▶ _Problem to solve_
Search the listing below for the string "Deserialize" and copy every line where it occurs.

Segment Start: Task material

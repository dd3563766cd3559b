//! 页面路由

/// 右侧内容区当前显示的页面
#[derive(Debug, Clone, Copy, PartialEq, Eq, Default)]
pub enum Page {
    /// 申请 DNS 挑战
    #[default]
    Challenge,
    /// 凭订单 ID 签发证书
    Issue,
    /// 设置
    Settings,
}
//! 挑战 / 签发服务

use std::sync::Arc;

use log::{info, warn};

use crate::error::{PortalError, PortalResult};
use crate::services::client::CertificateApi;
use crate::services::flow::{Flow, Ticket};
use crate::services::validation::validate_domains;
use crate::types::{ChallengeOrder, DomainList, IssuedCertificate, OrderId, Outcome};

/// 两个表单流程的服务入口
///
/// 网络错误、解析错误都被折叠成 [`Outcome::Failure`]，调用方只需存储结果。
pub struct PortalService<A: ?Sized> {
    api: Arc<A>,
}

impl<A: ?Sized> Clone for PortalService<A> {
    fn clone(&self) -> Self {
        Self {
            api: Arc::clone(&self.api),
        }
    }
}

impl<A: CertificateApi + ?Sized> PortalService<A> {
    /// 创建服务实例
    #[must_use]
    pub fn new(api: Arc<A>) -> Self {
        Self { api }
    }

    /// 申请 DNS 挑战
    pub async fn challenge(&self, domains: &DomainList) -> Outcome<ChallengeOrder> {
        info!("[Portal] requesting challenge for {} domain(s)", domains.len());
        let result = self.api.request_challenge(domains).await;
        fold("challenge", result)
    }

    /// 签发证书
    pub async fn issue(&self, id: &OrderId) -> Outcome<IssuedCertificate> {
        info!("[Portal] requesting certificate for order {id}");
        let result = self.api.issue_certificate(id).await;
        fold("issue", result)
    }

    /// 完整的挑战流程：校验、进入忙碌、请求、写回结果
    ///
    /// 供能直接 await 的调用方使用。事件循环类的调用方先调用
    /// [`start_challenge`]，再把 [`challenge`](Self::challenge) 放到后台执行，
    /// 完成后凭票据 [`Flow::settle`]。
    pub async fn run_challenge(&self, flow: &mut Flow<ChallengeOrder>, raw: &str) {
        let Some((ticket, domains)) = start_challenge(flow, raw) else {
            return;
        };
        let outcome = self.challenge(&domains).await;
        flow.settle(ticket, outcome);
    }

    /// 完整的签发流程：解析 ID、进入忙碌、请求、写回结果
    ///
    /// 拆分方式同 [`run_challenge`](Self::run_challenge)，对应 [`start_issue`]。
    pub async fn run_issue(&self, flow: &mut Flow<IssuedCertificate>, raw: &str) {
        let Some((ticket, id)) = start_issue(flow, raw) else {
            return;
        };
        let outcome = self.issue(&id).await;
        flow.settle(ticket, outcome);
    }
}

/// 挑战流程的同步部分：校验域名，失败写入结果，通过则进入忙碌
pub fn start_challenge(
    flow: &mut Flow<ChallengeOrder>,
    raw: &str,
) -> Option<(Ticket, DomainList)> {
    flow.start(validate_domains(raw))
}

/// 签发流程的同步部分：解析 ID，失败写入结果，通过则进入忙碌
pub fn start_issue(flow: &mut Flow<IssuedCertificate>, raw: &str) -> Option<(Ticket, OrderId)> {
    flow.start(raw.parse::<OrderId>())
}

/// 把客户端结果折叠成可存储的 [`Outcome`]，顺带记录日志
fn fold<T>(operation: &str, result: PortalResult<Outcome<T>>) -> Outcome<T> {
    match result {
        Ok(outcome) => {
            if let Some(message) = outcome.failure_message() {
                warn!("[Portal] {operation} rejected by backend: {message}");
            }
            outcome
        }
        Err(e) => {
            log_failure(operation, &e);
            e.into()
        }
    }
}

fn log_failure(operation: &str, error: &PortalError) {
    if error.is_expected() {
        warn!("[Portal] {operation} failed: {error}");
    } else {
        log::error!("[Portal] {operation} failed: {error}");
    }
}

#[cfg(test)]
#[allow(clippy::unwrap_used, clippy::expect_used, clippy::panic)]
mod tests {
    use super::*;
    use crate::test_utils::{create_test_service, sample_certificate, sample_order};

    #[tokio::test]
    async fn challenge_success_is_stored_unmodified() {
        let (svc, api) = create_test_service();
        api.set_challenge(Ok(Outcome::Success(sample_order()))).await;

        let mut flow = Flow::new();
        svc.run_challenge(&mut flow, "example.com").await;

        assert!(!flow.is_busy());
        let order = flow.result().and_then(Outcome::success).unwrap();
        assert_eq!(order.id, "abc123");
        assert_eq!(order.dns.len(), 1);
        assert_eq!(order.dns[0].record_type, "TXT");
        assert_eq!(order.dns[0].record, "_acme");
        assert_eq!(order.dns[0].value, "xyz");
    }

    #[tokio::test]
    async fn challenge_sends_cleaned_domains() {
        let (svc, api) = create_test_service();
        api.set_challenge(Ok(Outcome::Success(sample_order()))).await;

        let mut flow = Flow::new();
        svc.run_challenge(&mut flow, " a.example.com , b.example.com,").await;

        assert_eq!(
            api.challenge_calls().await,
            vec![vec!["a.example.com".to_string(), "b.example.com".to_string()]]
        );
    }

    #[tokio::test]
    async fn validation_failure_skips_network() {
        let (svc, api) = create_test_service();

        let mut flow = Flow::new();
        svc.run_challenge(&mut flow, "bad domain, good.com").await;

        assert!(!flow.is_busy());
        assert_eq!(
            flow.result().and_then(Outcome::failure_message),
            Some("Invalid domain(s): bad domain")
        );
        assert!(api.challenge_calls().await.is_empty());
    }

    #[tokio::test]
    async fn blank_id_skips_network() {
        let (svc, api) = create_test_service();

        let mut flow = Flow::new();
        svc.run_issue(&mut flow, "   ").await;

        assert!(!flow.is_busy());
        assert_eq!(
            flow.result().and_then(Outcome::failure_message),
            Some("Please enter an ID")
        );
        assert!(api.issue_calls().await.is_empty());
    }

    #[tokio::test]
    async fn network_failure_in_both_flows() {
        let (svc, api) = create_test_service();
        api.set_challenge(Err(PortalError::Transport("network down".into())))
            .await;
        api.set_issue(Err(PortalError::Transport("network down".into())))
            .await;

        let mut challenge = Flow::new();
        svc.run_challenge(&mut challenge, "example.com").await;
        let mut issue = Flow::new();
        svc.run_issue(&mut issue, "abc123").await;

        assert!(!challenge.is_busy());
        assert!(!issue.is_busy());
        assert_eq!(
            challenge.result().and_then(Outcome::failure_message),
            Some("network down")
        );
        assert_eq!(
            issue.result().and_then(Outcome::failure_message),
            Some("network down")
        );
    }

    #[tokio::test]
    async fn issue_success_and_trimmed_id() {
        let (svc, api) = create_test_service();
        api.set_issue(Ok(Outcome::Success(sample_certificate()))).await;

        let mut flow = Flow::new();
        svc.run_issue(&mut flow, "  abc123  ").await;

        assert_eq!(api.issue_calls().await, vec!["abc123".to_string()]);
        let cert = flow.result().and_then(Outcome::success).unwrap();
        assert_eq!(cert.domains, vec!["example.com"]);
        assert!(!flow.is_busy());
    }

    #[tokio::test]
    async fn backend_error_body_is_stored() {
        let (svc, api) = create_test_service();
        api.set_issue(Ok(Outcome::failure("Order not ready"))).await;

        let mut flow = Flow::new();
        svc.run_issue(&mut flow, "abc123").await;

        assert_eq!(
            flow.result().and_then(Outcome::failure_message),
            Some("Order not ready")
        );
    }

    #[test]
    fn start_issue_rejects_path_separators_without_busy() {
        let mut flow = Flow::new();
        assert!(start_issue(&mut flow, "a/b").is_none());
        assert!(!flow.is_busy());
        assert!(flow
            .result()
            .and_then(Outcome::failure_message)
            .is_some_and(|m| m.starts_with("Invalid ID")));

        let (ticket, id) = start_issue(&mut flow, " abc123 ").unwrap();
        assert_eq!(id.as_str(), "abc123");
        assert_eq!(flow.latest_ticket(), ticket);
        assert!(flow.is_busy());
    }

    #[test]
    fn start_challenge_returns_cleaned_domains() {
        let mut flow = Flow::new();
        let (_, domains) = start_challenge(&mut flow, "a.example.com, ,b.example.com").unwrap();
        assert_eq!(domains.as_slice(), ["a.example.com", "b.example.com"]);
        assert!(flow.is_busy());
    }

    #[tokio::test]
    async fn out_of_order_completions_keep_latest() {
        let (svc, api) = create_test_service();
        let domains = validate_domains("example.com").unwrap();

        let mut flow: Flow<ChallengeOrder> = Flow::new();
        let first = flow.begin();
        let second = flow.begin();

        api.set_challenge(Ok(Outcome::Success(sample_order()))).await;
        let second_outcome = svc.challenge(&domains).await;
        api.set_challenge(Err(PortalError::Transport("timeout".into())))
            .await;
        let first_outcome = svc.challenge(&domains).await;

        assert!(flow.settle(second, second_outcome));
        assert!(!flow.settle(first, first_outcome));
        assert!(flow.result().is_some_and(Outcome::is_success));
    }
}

Segment End: Task material
Segment Start: Task material

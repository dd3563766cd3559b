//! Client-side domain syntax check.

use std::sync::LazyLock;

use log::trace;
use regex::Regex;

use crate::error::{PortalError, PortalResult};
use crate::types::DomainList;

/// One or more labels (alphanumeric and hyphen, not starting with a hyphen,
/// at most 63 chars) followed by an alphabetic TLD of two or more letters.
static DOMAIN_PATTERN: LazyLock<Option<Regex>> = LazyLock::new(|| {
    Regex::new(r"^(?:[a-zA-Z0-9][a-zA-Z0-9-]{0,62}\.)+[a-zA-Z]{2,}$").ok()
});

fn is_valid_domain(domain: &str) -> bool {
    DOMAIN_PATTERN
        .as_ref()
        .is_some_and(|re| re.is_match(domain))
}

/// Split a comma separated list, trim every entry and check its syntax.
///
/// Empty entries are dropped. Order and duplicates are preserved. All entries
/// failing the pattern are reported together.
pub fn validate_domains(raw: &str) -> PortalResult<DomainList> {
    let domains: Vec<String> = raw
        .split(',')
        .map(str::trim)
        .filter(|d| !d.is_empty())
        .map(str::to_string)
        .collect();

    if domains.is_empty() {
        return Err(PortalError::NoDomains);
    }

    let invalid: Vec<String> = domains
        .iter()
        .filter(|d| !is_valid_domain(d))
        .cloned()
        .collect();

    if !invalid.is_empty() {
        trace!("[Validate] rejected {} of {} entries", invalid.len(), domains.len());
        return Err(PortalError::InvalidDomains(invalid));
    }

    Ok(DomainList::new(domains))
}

Segment End: Task material
Segment Start: Task material

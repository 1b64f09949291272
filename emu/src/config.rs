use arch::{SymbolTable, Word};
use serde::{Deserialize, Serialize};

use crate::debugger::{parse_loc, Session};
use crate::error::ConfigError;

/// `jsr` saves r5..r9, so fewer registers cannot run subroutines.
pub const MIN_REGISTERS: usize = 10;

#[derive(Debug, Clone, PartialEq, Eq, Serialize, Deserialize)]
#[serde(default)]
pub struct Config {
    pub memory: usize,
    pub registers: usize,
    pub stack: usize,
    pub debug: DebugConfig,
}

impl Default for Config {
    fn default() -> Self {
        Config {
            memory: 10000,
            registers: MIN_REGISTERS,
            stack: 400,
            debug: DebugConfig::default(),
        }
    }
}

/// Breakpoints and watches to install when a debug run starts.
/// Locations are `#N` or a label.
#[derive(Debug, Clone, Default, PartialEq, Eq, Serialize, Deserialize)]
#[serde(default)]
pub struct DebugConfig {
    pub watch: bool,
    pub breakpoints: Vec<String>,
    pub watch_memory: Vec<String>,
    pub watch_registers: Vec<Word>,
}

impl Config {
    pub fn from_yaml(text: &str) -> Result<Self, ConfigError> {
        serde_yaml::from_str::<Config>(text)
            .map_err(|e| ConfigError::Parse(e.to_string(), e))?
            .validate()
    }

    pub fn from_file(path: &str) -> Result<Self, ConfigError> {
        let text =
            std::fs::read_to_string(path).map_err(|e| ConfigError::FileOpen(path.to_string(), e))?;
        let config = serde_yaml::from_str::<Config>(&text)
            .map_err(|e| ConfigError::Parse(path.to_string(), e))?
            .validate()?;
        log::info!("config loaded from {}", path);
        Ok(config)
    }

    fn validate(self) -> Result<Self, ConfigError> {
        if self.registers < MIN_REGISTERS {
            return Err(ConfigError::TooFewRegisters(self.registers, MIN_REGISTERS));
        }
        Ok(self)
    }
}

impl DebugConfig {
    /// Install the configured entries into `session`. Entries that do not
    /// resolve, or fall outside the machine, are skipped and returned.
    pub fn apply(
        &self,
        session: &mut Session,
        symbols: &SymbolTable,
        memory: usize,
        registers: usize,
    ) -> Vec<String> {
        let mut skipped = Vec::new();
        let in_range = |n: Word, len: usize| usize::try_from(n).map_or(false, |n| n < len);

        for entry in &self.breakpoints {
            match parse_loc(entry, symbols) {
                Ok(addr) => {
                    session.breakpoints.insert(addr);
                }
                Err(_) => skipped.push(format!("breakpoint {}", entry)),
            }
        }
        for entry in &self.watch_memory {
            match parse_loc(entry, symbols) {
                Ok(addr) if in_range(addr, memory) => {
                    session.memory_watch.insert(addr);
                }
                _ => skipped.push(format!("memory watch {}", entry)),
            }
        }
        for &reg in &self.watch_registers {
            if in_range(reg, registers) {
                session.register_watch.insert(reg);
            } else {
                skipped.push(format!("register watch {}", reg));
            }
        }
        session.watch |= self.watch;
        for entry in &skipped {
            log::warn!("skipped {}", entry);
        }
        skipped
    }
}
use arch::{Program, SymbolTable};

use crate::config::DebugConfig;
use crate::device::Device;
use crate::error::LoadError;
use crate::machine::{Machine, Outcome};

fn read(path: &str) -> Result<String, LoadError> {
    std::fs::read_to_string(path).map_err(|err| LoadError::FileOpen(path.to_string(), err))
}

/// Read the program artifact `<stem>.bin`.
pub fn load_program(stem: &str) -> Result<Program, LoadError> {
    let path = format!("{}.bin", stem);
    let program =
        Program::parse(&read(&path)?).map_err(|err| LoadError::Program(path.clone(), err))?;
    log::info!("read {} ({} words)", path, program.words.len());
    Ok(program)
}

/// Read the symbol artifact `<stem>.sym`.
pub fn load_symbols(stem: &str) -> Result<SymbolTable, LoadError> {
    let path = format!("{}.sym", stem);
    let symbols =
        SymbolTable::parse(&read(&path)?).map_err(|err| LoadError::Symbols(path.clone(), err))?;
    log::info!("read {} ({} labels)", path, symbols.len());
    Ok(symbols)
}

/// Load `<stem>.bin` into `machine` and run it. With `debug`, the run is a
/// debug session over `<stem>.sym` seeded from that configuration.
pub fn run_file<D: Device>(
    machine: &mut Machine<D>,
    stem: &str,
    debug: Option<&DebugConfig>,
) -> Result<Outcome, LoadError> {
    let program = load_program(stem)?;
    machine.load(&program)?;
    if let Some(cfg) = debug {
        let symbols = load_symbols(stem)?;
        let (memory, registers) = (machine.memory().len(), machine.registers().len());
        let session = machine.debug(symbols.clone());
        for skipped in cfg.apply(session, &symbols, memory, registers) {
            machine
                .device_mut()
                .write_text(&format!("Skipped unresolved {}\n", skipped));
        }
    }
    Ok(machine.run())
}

Segment End: Task material

▶ _Your solution_
use serde::{Deserialize, Serialize};
#[derive(Debug, Clone, PartialEq, Eq, Serialize, Deserialize)]
#[derive(Debug, Clone, Default, PartialEq, Eq, Serialize, Deserialize)]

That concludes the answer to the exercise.